YOUR SOLIN GENERATED RECIPE
Baked Teriyaki Salmon with Roasted Asparagus
Savor the flavors of tender baked salmon glazed with a homemade teriyaki sauce alongside crisp roasted asparagus. This dish offers a delightful balance of savory, sweet, and aromatic notes, perfect for a nutrient-packed dinner.
INGREDIENTS
5 oz Salmon Fillet
1 tbsp Low-Sodium Soy Sauce
1 tsp Honey
1 tsp Pineapple Juice
1 tsp Fresh Ginger, grated
1 clove Garlic, minced
1 bunch Asparagus (~100g)
1 tsp Olive Oil
PREPARATION
Preheat your oven to 400°F (200°C).
In a small bowl, whisk together the low-sodium soy sauce, honey, pineapple juice, grated ginger, and minced garlic to create the teriyaki sauce.
Place the salmon fillet on a baking sheet lined with parchment paper. Brush the salmon generously with the teriyaki sauce.

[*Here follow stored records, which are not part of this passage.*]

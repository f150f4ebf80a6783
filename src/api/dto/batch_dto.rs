//! Payout batch DTOs.

use chrono::{DateTime, Utc};
use serde::{Deserialize, Serialize};
use utoipa::ToSchema;
use uuid::Uuid;

use super::common_dto::PageMeta;
use crate::domain::{BatchDetail, PayoutBatch, PayoutStats};

/// Request body for `POST /batches`.
#[derive(Debug, Clone, Deserialize, ToSchema)]
pub struct CreateBatchRequest {
    /// Eligibility cutoff: claim payable shares created at or before this
    /// instant. Defaults to now.
    #[serde(default)]
    pub batch_date: Option<DateTime<Utc>>,
}

/// One payout batch.
#[derive(Debug, Serialize, ToSchema)]
pub struct BatchDto {
    /// Unique batch identifier.
    pub batch_id: Uuid,
    /// Eligibility cutoff the batch claimed shares against.
    pub batch_date: DateTime<Utc>,
    /// Lifecycle status: `"draft"` or `"confirmed"`.
    pub status: String,
    /// Sum of claimed share amounts in minor units.
    pub total_amount: i64,
    /// Number of claimed shares.
    pub share_count: i64,
    /// When the batch was created.
    pub created_at: DateTime<Utc>,
    /// When the batch was confirmed, once terminal.
    pub confirmed_at: Option<DateTime<Utc>>,
}

impl From<PayoutBatch> for BatchDto {
    fn from(batch: PayoutBatch) -> Self {
        Self {
            batch_id: Uuid::from(batch.batch_id),
            batch_date: batch.batch_date,
            status: batch.status.to_string(),
            total_amount: batch.total_amount,
            share_count: batch.share_count,
            created_at: batch.created_at,
            confirmed_at: batch.confirmed_at,
        }
    }
}

/// Batch detail with claimed share ids, for `POST /batches` and
/// `GET /batches/{id}`.
#[derive(Debug, Serialize, ToSchema)]
pub struct BatchDetailResponse {
    /// The batch record.
    pub batch: BatchDto,
    /// Ids of the creator shares this batch claimed.
    pub share_ids: Vec<Uuid>,
}

impl From<BatchDetail> for BatchDetailResponse {
    fn from(detail: BatchDetail) -> Self {
        Self {
            batch: BatchDto::from(detail.batch),
            share_ids: detail.share_ids.into_iter().map(Uuid::from).collect(),
        }
    }
}

/// Paginated list response for `GET /batches`.
#[derive(Debug, Serialize, ToSchema)]
pub struct BatchListResponse {
    /// Batches, newest first.
    pub data: Vec<BatchDto>,
    /// Pagination echo.
    pub pagination: PageMeta,
}

/// Aggregate payout and risk figures for `GET /stats`.
#[derive(Debug, Serialize, ToSchema)]
pub struct StatsResponse {
    /// Number of batches ever created.
    pub total_batches: i64,
    /// Batches still in `draft`.
    pub draft_batches: i64,
    /// Batches confirmed.
    pub confirmed_batches: i64,
    /// Sum of claimed amounts over confirmed batches.
    pub confirmed_amount: i64,
    /// Sum over currently payable, unclaimed creator shares.
    pub payable_amount: i64,
    /// Sum over currently held creator shares.
    pub held_amount: i64,
    /// Current risk reserve balance (sum of the append-only ledger).
    pub risk_pool_balance: i64,
}

impl StatsResponse {
    /// Combines payout stats with the risk reserve balance.
    #[must_use]
    pub const fn new(payouts: PayoutStats, risk_pool_balance: i64) -> Self {
        Self {
            total_batches: payouts.total_batches,
            draft_batches: payouts.draft_batches,
            confirmed_batches: payouts.confirmed_batches,
            confirmed_amount: payouts.confirmed_amount,
            payable_amount: payouts.payable_amount,
            held_amount: payouts.held_amount,
            risk_pool_balance,
        }
    }
}
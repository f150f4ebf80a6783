//! Type-safe identifiers for settlement records.
//!
//! [`EventId`], [`ShareId`] and [`BatchId`] wrap [`uuid::Uuid`] (v4) so the
//! engine's own record identifiers cannot be confused with each other.
//! [`CreatorId`] wraps the opaque creator identifier owned by the account
//! subsystem; the engine never parses or generates it.

use std::fmt;

use serde::{Deserialize, Serialize};

macro_rules! uuid_id {
    ($(#[$meta:meta])* $name:ident) => {
        $(#[$meta])*
        #[derive(Debug, Clone, Copy, PartialEq, Eq, Hash, Serialize, Deserialize)]
        #[serde(transparent)]
        pub struct $name(uuid::Uuid);

        impl $name {
            /// Creates a new random identifier (UUID v4).
            #[must_use]
            pub fn new() -> Self {
                Self(uuid::Uuid::new_v4())
            }

            /// Creates an identifier from an existing [`uuid::Uuid`].
            #[must_use]
            pub const fn from_uuid(uuid: uuid::Uuid) -> Self {
                Self(uuid)
            }

            /// Returns the inner [`uuid::Uuid`].
            #[must_use]
            pub const fn as_uuid(&self) -> &uuid::Uuid {
                &self.0
            }
        }

        impl Default for $name {
            fn default() -> Self {
                Self::new()
            }
        }

        impl fmt::Display for $name {
            fn fmt(&self, f: &mut fmt::Formatter<'_>) -> fmt::Result {
                write!(f, "{}", self.0)
            }
        }

        impl From<uuid::Uuid> for $name {
            fn from(uuid: uuid::Uuid) -> Self {
                Self(uuid)
            }
        }

        impl From<$name> for uuid::Uuid {
            fn from(id: $name) -> Self {
                id.0
            }
        }
    };
}

uuid_id!(
    /// Unique identifier for a settlement event.
    ///
    /// Generated once at ingestion time and immutable thereafter. Reversal
    /// events reference their original PAYMENT through this id.
    EventId
);

uuid_id!(
    /// Unique identifier for a creator or growth share row.
    ShareId
);

uuid_id!(
    /// Unique identifier for a payout batch.
    BatchId
);

/// Opaque creator identifier owned by the account subsystem.
///
/// Keys payees in the distribution ledger and orders remix chains. The
/// engine treats it as an opaque string.
#[derive(Debug, Clone, PartialEq, Eq, Hash, Serialize, Deserialize)]
#[serde(transparent)]
pub struct CreatorId(String);

impl CreatorId {
    /// Wraps a raw creator identifier.
    #[must_use]
    pub fn new(id: impl Into<String>) -> Self {
        Self(id.into())
    }

    /// Returns the identifier as a string slice.
    #[must_use]
    pub fn as_str(&self) -> &str {
        &self.0
    }
}

impl fmt::Display for CreatorId {
    fn fmt(&self, f: &mut fmt::Formatter<'_>) -> fmt::Result {
        write!(f, "{}", self.0)
    }
}

impl From<String> for CreatorId {
    fn from(id: String) -> Self {
        Self(id)
    }
}

impl From<&str> for CreatorId {
    fn from(id: &str) -> Self {
        Self(id.to_owned())
    }
}

impl From<CreatorId> for String {
    fn from(id: CreatorId) -> Self {
        id.0
    }
}
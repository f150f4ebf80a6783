//! Shared DTO types used across multiple endpoints.

use serde::{Deserialize, Serialize};
use utoipa::ToSchema;

/// Query parameters for list endpoints: optional status filter plus
/// limit/offset pagination.
#[derive(Debug, Clone, Deserialize)]
pub struct ListParams {
    /// Status filter, as the lowercase wire name. `None` returns all.
    #[serde(default)]
    pub status: Option<String>,
    /// Maximum rows to return (max 100). Defaults to 20.
    #[serde(default = "default_limit")]
    pub limit: i64,
    /// Rows to skip. Defaults to 0.
    #[serde(default)]
    pub offset: i64,
}

/// Pagination echo included in list responses.
#[derive(Debug, Clone, Serialize, ToSchema)]
pub struct PageMeta {
    /// The limit the query ran with.
    pub limit: i64,
    /// The offset the query ran with.
    pub offset: i64,
    /// Number of rows in this page.
    pub count: i64,
}

fn default_limit() -> i64 {
    20
}

impl ListParams {
    /// Clamps `limit` to `1..=100` and `offset` to non-negative.
    #[must_use]
    pub fn clamped(&self) -> Self {
        Self {
            status: self.status.clone(),
            limit: self.limit.clamp(1, 100),
            offset: self.offset.max(0),
        }
    }
}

Trim the woody ends of the asparagus and place them on the baking sheet around the salmon. Drizzle the asparagus with olive oil and season lightly with salt and pepper if desired.
Bake everything in the preheated oven for about 12-15 minutes, or until the salmon is cooked through and flakes easily with a fork, and the asparagus is tender.
Remove from oven, drizzle any remaining sauce over the salmon if desired, and serve immediately.